А какова же цель истории? История делается «в силу определенных условий» (Маркс) рабами против рабства... Таким образом, всегда преследуется одна и та же цель — низвержение господ. В свою очередь, господин всегда будет пытаться ускользнуть от истории, истребляя тех, кто делает эту самую историю в ущерб его интересам. Вот некоторые парадоксы:
Самый человечный аспект господ прошлого состоит в их притязании на абсолютное господство. Эта претензия предполагает абсолютную остановку исторического процесса, а следовательно, и однозначный отказ от освобождения. Это уже, так сказать, полная бесчеловечность.
Желание избежать истории делает вас уязвимым. Если вы пытаетесь убежать, вы открываете свой тыл, и вас проще атаковать; определенная неподвижность не может устоять под натиском живой реальности дольше, чем у нее на это хватит диалектики производительных сил. Господа — это священные жертвы истории. С высоты пирамиды сегодняшнего дня, оглядывая три тысячелетия истории, мы видим, что они полностью сметены историческим вихрем, будь то в пределах определенного плана, четкой программы либо линии силы, позволяющей понять Смысл Истории (конец мира рабов, феодального мира и буржуазного мира).
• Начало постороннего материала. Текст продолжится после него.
impl SyncOrchestrator {
    /// Connect to both clusters and build the orchestrator.
    ///
    /// Fails with [`SyncError::Construction`] when either cluster cannot be reached.
    pub async fn connect(config: OrchestratorConfig, connector: &dyn ClusterConnector) -> Result<Self> {
        config.validate()?;

        let source = connector.connect(&config.source).await.map_err(|e| {
            SyncError::Construction(format!("source cluster {}: {}", config.source.admin_url(), e))
        })?;
        let destination = connector.connect(&config.destination).await.map_err(|e| {
            SyncError::Construction(format!(
                "destination cluster {}: {}",
                config.destination.admin_url(),
                e
            ))
        })?;

        info!(
            source = %config.source.service_url(),
            destination = %config.destination.service_url(),
            "Connected to clusters"
        );
        Self::new(config, EntityHandle::from_connections(source, destination))
    }

    /// Build from an existing entity handle.
    pub fn new(config: OrchestratorConfig, handle: EntityHandle) -> Result<Self> {
        config.validate()?;
        let (state_tx, state_rx) = watch::channel(OrchestratorState::Created);
        let (shutdown_tx, _) = watch::channel(false);
        metrics::set_orchestrator_state("Created");

        Ok(Self {
            config,
            handle,
            discovery_runtime: None,
            worker_runtime: None,
            state_tx,
            state_rx,
            shutdown_tx,
            pool: Mutex::new(None),
            tenants: Mutex::new(None),
            cursor_store: Mutex::new(None),
            flush_task: Mutex::new(None),
        })
    }

    /// Run discovery and worker loops on dedicated runtimes instead of the
    /// runtime that calls `start()`.
    ///
    /// Without this, both share the caller's runtime. The runtimes must
    /// outlive the orchestrator and must not be dropped from async context.
    ///
    /// ```rust,no_run
    /// use pulsar_sync::config::OrchestratorConfig;
    /// use pulsar_sync::memory::InMemoryCluster;
    /// use pulsar_sync::{EntityHandle, SyncOrchestrator};
    /// use std::sync::Arc;
    ///
    /// # fn example() -> Result<(), Box<dyn std::error::Error>> {
    /// let discovery = tokio::runtime::Builder::new_multi_thread()
    ///     .thread_name("discovery")
    ///     .enable_all()
    ///     .build()?;
    /// let workers = tokio::runtime::Builder::new_multi_thread()
    ///     .thread_name("sync-worker")
    ///     .enable_all()
    ///     .build()?;
    ///
    /// let east = Arc::new(InMemoryCluster::new("east"));
    /// let west = Arc::new(InMemoryCluster::new("west"));
    /// let handle = EntityHandle::new(east.clone(), west.clone(), east, west);
    /// let orchestrator = SyncOrchestrator::new(OrchestratorConfig::for_testing("east", "west"), handle)?
    ///     .with_runtimes(discovery.handle().clone(), workers.handle().clone());
    ///
    /// workers.block_on(async {
    ///     orchestrator.start().await?;
    ///     orchestrator.close().await;
    ///     Ok::<_, pulsar_sync::SyncError>(())
    /// })?;
    /// # Ok(())
    /// # }
    /// ```
    pub fn with_runtimes(mut self, discovery: Handle, workers: Handle) -> Self {
        self.discovery_runtime = Some(discovery);
        self.worker_runtime = Some(workers);
        self
    }

    pub fn config(&self) -> &OrchestratorConfig {
        &self.config
    }

    pub fn state(&self) -> OrchestratorState {
        *self.state_rx.borrow()
    }

    pub fn state_receiver(&self) -> watch::Receiver<OrchestratorState> {
        self.state_rx.clone()
    }

    pub fn is_running(&self) -> bool {
        self.state() == OrchestratorState::Running
    }

    /// Root of the manager tree, once started.
    pub fn tenant_manager(&self) -> Option<Arc<TenantSyncManager>> {
        lock(&self.tenants).clone()
    }

    /// Every worker in the tree.
    pub fn workers(&self) -> Vec<Arc<PartitionSyncWorker>> {
        let Some(tenants) = self.tenant_manager() else {
            return Vec::new();
        };
        tenants
            .namespace_managers()
            .iter()
            .flat_map(|ns| ns.topic_managers())
            .flat_map(|topics| topics.workers())
            .collect()
    }

    /// Tree counts and worker states. No cluster I/O.
    pub fn health(&self) -> HealthSnapshot {
        let state = self.state();
        let (tenants, namespaces) = match self.tenant_manager() {
            Some(root) => {
                let namespaces = root.namespace_managers().iter().map(|ns| ns.len()).sum::<usize>();
                (root.len(), namespaces)
            }
            None => (0, 0),
        };

        let workers = self.workers();
        let running_workers = workers.iter().filter(|w| w.state() == WorkerState::Running).count();
        let suspended_workers = workers
            .iter()
            .filter(|w| w.state() == WorkerState::SuspendedOnError)
            .count();

        HealthSnapshot {
            state,
            tenants,
            namespaces,
            workers: workers.len(),
            running_workers,
            suspended_workers,
            healthy: state == OrchestratorState::Running && suspended_workers == 0,
        }
    }

    fn transition(&self, allowed: impl Fn(OrchestratorState) -> bool, next: OrchestratorState) -> bool {
        let moved = self.state_tx.send_if_modified(|state| {
            if allowed(*state) && *state != next {
                *state = next;
                true
            } else {
                false
            }
        });
        if moved {
            metrics::set_orchestrator_state(&next.to_string());
        }
        moved
    }

    /// Start the orchestrator.
    ///
    /// 1. Probes both admin interfaces
    /// 2. Opens the cursor store (persisted mode)
    /// 3. Starts tenant discovery, which cascades down the tree
    /// 4. Spawns the cursor flush task
    ///
    /// Any failure tears down what was started and leaves the orchestrator `Failed`.
    pub async fn start(&self) -> Result<()> {
        if !self.transition(|s| s == OrchestratorState::Created, OrchestratorState::Starting) {
            return Err(SyncError::InvalidState {
                expected: "Created".to_string(),
                actual: self.state().to_string(),
            });
        }

        info!(
            source = %self.config.source.admin_url(),
            destination = %self.config.destination.admin_url(),
            "Starting sync orchestrator"
        );

        if let Err(e) = self.start_tree().await {
            error!(error = %e, "Sync orchestrator failed to start");
            self.teardown().await;
            self.transition(|_| true, OrchestratorState::Failed);
            return Err(e);
        }

        if !self.transition(|s| s == OrchestratorState::Starting, OrchestratorState::Running) {
            // close() ran while the tree was being built and may have missed it
            self.teardown().await;
            return Err(SyncError::Shutdown);
        }

        let health = self.health();
        info!(
            tenants = health.tenants,
            namespaces = health.namespaces,
            workers = health.workers,
            "Sync orchestrator running"
        );
        Ok(())
    }

    async fn start_tree(&self) -> Result<()> {
        let current = Handle::try_current()
            .map_err(|e| SyncError::Construction(format!("no tokio runtime: {}", e)))?;
        let pool = DiscoveryPool::new(
            self.discovery_runtime.clone().unwrap_or_else(|| current.clone()),
            self.config.discovery.pool_size,
        );
        *lock(&self.pool) = Some(pool.clone());

        let timeout = self.config.discovery.list_timeout_duration();
        for (role, admin) in [
            ("source", self.handle.source_admin()),
            ("destination", self.handle.destination_admin()),
        ] {
            pool.run_listing(timeout, admin.list_tenants())
                .await
                .map_err(|e| SyncError::Construction(format!("{} admin unreachable: {}", role, e)))?;
        }

        let mut ctx = SyncContext::new(
            self.handle.clone(),
            &self.config,
            pool,
            self.worker_runtime.clone().unwrap_or(current),
        );

        if self.config.cursor.mode == CursorMode::Persisted {
            let path = &self.config.cursor.sqlite_path;
            let store = CursorStore::new(path)
                .await
                .map_err(|e| SyncError::Construction(format!("cursor store {}: {}", path, e)))?;
            let store = Arc::new(store);
            *lock(&self.cursor_store) = Some(Arc::clone(&store));
            self.spawn_cursor_flush_task(Arc::clone(&store));
            ctx = ctx.with_cursor_store(store);
        }

        if let Some(rate_limit) = self.config.worker.rate_limit_config() {
            info!(
                rate_per_sec = rate_limit.refill_rate,
                burst = rate_limit.burst_size,
                "Rate limiting enabled for workers"
            );
            ctx = ctx.with_rate_limiter(Arc::new(RateLimiter::new(rate_limit)));
        }

        let tenants = TenantSyncManager::new(Arc::new(ctx));
        *lock(&self.tenants) = Some(Arc::clone(&tenants));
        tenants.start().await;
        Ok(())
    }

    /// Periodically flush dirty cursors to SQLite.
    fn spawn_cursor_flush_task(&self, store: Arc<CursorStore>) {
        let mut shutdown_rx = self.shutdown_tx.subscribe();
        let flush_interval = self.config.cursor.flush_interval_duration();

        let handle = tokio::spawn(async move {
            let mut timer = tokio::time::interval(flush_interval);
            loop {
                tokio::select! {
                    _ = timer.tick() => {
                        if let Err(e) = store.flush_dirty().await {
                            warn!(error = %e, "Failed to flush cursors");
                        }
                    }
                    _ = shutdown_rx.changed() => {
                        if *shutdown_rx.borrow() {
                            debug!("Cursor flush task stopping");
                            break;
                        }
                    }
                }
            }
        });

        debug!("Spawned cursor flush task");
        *lock(&self.flush_task) = Some(handle);
    }

    /// Close the tree, stop background tasks, and persist cursors.
    ///
    /// Idempotent; bounded by the workers' close timeout plus one flush.
    pub async fn close(&self) {
        if self.transition(|s| s == OrchestratorState::Created, OrchestratorState::Closed) {
            info!("Sync orchestrator closed before start");
            return;
        }
        if !self.transition(
            |s| matches!(s, OrchestratorState::Starting | OrchestratorState::Running),
            OrchestratorState::Closing,
        ) {
            return;
        }

        info!("Closing sync orchestrator");
        self.teardown().await;
        self.transition(|_| true, OrchestratorState::Closed);
        info!("Sync orchestrator closed");
    }

    async fn teardown(&self) {
        let tenants = lock(&self.tenants).clone();
        if let Some(tenants) = tenants {
            tenants.close().await;
        }

        self.shutdown_tx.send_replace(true);
        let pool = lock(&self.pool).clone();
        if let Some(pool) = pool {
            pool.shutdown();
        }

        let flush_task = lock(&self.flush_task).take();
        if let Some(flush_task) = flush_task {
            let timeout = self.config.worker.close_timeout_duration();
            match tokio::time::timeout(timeout, flush_task).await {
                Ok(Ok(())) => {}
                Ok(Err(e)) => warn!(error = %e, "Cursor flush task panicked during shutdown"),
                Err(_) => {
                    warn!("Cursor flush task timed out during shutdown");
                    metrics::record_shutdown_timeout("cursor_flush");
                }
            }
        }

        let store = lock(&self.cursor_store).take();
        if let Some(store) = store {
            store.close().await;
        }
    }
}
Из-за того, что господа пытаются избежать истории, они всеми силами стараются попасть в ее летописцы, они вступают в линейную временную эволюцию вопреки самим себе. С другой стороны, те, кто вершит историю, революционеры, рабы, опьяненные тотальной свободой, похоже, действуют «sub specie aeternitatis» (с точки зрения вечности), под знаком непреходящего, влекомые ненасытной жаждой цельной жизни, преследуя свои цели в самых разных исторических условиях. Возможно, философское понятие вечности напрямую связано с историческим опытом освобождения, и, может быть, это понятие когда-нибудь воплотится как философия теми, кто носит внутри себя тотальную свободу и конец традиционной истории.